→ **What the task requires**
Filter the records for "Escola" and keep each line that has it.

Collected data
=== Begin Enclosure ===
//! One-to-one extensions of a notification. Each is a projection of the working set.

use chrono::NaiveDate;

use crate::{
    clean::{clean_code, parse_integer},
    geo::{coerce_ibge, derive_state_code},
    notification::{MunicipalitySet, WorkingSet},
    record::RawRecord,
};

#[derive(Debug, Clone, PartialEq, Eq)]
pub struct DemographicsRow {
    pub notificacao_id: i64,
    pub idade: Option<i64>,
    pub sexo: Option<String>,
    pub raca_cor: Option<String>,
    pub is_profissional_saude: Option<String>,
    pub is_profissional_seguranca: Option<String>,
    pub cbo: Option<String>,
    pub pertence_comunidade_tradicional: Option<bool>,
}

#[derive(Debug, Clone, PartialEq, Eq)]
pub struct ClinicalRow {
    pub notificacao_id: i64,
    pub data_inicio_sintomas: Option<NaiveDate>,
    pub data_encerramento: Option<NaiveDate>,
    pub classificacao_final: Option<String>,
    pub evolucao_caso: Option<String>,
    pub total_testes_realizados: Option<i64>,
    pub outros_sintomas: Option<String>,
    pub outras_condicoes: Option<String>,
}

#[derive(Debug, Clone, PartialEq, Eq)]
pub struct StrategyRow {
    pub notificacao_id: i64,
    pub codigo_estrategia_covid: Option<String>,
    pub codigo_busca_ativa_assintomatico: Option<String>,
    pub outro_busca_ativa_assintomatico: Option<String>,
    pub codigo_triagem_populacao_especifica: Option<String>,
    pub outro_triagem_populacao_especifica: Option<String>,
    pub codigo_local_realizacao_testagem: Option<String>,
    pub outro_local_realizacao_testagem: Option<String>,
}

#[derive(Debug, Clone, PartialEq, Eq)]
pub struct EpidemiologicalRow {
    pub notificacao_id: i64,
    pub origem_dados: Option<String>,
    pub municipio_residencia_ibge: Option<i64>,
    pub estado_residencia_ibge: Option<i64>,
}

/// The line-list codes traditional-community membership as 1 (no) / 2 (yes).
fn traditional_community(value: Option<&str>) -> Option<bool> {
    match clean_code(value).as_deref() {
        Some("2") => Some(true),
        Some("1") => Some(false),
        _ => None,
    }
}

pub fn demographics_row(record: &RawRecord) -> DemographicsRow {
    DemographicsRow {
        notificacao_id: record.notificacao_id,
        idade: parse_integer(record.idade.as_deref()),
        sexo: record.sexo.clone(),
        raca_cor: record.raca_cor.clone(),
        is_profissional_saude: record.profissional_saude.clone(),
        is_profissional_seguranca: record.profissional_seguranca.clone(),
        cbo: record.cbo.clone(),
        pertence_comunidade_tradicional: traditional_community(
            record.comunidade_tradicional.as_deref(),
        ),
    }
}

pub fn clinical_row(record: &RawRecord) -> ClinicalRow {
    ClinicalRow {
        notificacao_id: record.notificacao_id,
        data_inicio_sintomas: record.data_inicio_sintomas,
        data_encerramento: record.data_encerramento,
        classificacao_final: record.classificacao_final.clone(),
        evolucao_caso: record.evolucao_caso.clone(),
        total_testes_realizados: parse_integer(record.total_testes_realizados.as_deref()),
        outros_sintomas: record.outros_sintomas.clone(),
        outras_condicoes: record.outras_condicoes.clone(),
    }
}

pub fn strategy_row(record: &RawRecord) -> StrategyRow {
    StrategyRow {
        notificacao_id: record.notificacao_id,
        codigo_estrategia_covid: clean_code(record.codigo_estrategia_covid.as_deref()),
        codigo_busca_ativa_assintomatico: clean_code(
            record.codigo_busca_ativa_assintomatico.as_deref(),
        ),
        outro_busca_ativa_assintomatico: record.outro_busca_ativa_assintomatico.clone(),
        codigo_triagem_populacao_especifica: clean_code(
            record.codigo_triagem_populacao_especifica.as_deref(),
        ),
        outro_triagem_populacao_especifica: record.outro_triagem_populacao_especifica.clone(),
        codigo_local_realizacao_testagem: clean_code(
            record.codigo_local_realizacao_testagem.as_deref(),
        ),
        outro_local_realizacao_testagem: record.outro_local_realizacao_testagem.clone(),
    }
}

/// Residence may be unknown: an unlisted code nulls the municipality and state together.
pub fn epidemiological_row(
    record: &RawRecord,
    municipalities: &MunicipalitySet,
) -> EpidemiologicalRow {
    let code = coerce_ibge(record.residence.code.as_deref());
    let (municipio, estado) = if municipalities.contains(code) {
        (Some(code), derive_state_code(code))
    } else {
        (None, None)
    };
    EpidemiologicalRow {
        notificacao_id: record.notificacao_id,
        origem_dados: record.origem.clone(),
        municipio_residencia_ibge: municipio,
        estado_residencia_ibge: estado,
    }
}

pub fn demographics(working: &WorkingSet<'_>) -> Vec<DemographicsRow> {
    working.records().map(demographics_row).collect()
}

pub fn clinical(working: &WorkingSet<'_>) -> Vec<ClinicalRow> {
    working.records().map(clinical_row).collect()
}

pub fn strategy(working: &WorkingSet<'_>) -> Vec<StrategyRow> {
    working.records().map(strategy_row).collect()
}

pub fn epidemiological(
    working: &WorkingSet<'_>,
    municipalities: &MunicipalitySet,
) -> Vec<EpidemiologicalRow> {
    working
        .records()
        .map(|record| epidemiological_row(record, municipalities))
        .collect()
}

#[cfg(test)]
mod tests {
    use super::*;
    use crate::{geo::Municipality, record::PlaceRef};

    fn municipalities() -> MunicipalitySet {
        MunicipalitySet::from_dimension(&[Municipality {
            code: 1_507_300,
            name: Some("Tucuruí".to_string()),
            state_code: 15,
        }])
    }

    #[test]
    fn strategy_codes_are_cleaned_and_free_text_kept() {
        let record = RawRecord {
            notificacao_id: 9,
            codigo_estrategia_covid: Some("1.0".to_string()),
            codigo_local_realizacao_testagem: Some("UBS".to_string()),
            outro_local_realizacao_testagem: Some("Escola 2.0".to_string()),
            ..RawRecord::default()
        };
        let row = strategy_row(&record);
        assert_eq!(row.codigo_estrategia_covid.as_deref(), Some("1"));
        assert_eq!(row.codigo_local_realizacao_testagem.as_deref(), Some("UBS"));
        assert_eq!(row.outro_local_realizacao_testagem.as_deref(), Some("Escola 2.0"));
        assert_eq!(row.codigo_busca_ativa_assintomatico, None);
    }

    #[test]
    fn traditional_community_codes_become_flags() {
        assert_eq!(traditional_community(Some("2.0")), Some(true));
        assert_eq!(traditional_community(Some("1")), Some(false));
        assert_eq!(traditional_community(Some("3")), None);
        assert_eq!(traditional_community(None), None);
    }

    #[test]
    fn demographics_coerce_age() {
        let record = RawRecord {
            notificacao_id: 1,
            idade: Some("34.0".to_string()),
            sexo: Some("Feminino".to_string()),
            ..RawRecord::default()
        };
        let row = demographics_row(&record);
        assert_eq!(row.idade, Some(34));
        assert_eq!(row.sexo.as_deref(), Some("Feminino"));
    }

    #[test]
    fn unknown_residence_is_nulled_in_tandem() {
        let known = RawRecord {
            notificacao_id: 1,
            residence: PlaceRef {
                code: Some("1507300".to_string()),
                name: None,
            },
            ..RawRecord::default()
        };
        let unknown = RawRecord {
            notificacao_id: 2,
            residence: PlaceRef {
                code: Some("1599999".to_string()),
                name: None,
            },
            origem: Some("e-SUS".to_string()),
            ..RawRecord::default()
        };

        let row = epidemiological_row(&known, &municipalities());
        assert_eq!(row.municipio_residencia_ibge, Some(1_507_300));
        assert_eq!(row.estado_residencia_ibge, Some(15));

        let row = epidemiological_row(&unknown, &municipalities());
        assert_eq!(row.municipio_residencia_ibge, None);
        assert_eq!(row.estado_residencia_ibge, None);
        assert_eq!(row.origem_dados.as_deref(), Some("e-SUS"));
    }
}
=== End Enclosure ===
→ **Task output**
            outro_local_realizacao_testagem: Some("Escola 2.0".to_string()),
        assert_eq!(row.outro_local_realizacao_testagem.as_deref(), Some("Escola 2.0"));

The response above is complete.